La ONG SOS Orinoco, liderada por Cristina Vollmer de Burelli, recibió 300.000 dólares de Estados Unidos a través de la Fundación Nacional para la Democracia (NED) para enfrentar lo que califican como una supuesta narcodictadura en Venezuela.

El Gobierno estadounidense ha acusado a Venezuela de ejercer minería ilegal en el Parque Nacional Canaima, lo que motivó el financiamiento a la ONG. Desde 2018, SOS Orinoco ha enviado informes al Centro del Patrimonio Mundial sobre la situación en este Patrimonio de la Humanidad.

En sus reportes, la organización asegura que «el problema de fondo es la propia política minera del Gobierno venezolano, el llamado Arco Minero».
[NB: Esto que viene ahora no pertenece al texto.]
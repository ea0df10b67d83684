//! Typed AST wrappers over the untyped rowan CST.
//!
//! Each struct wraps a SyntaxNode and provides methods to access children.

use super::syntax_kind::SyntaxKind;
use super::{SyntaxNode, SyntaxToken};
use rowan::TextRange;

/// Trait for AST nodes that wrap a SyntaxNode
pub trait AstNode: Sized {
    fn can_cast(kind: SyntaxKind) -> bool;
    fn cast(node: SyntaxNode) -> Option<Self>;
    fn syntax(&self) -> &SyntaxNode;

    /// Range of the node without surrounding trivia
    fn range(&self) -> TextRange {
        self.syntax().text_range()
    }
}

// ============================================================================
// Helper macros
// ============================================================================

macro_rules! ast_node {
    ($name:ident, $kind:ident) => {
        #[derive(Debug, Clone, PartialEq, Eq, Hash)]
        pub struct $name(SyntaxNode);

        impl AstNode for $name {
            fn can_cast(kind: SyntaxKind) -> bool {
                kind == SyntaxKind::$kind
            }

            fn cast(node: SyntaxNode) -> Option<Self> {
                if Self::can_cast(node.kind()) {
                    Some(Self(node))
                } else {
                    None
                }
            }

            fn syntax(&self) -> &SyntaxNode {
                &self.0
            }
        }
    };
}

macro_rules! first_child_method {
    ($method:ident, $ty:ident) => {
        pub fn $method(&self) -> Option<$ty> {
            self.0.children().find_map($ty::cast)
        }
    };
}

/// First non-trivia token of a node that satisfies the predicate.
fn token_where(node: &SyntaxNode, pred: impl Fn(SyntaxKind) -> bool) -> Option<SyntaxToken> {
    node.children_with_tokens()
        .filter_map(|e| e.into_token())
        .find(|t| pred(t.kind()))
}

/// Direct child tokens of a node, trivia excluded.
pub fn significant_tokens(node: &SyntaxNode) -> impl Iterator<Item = SyntaxToken> + '_ {
    node.children_with_tokens()
        .filter_map(|e| e.into_token())
        .filter(|t| !t.kind().is_trivia())
}

/// First and last non-trivia tokens anywhere below a node.
pub fn token_bounds(node: &SyntaxNode) -> Option<(SyntaxToken, SyntaxToken)> {
    let mut tokens = node
        .descendants_with_tokens()
        .filter_map(|e| e.into_token())
        .filter(|t| !t.kind().is_trivia());
    let first = tokens.next()?;
    let last = tokens.last().unwrap_or_else(|| first.clone());
    Some((first, last))
}

// ============================================================================
// Root
// ============================================================================

/// The kind of a grammar, from its declaration
#[derive(Debug, Clone, Copy, PartialEq, Eq, Hash, Default)]
pub enum GrammarType {
    Lexer,
    Parser,
    #[default]
    Combined,
}

ast_node!(GrammarFile, GRAMMAR_FILE);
Informe del Gobierno venezolano

Como respuesta, el Gobierno de Venezuela presentó un informe al Centro del Patrimonio Mundial titulado Vinculación entre la Zona de Desarrollo Estratégico Nacional Arco Minero y el Parque Nacional Canaima. En el documento, se detalla la existencia de un área de influencia externa en el límite norte de Canaima, diseñada para operar bajo un régimen de administración especial. Su objetivo, explican, es «mantener la visión de fomentar el desarrollo de una cultura en torno a la minería, no como un país extractivista, sino como un país que sabe usar racionalmente sus recursos en beneficio de la población».

Además de los 300.000 dólares de la NED, SOS Orinoco recibió otros 50.000 dólares de la Fundación Nacional Cubano Americana, creada por anticastristas radicados en Estados Unidos.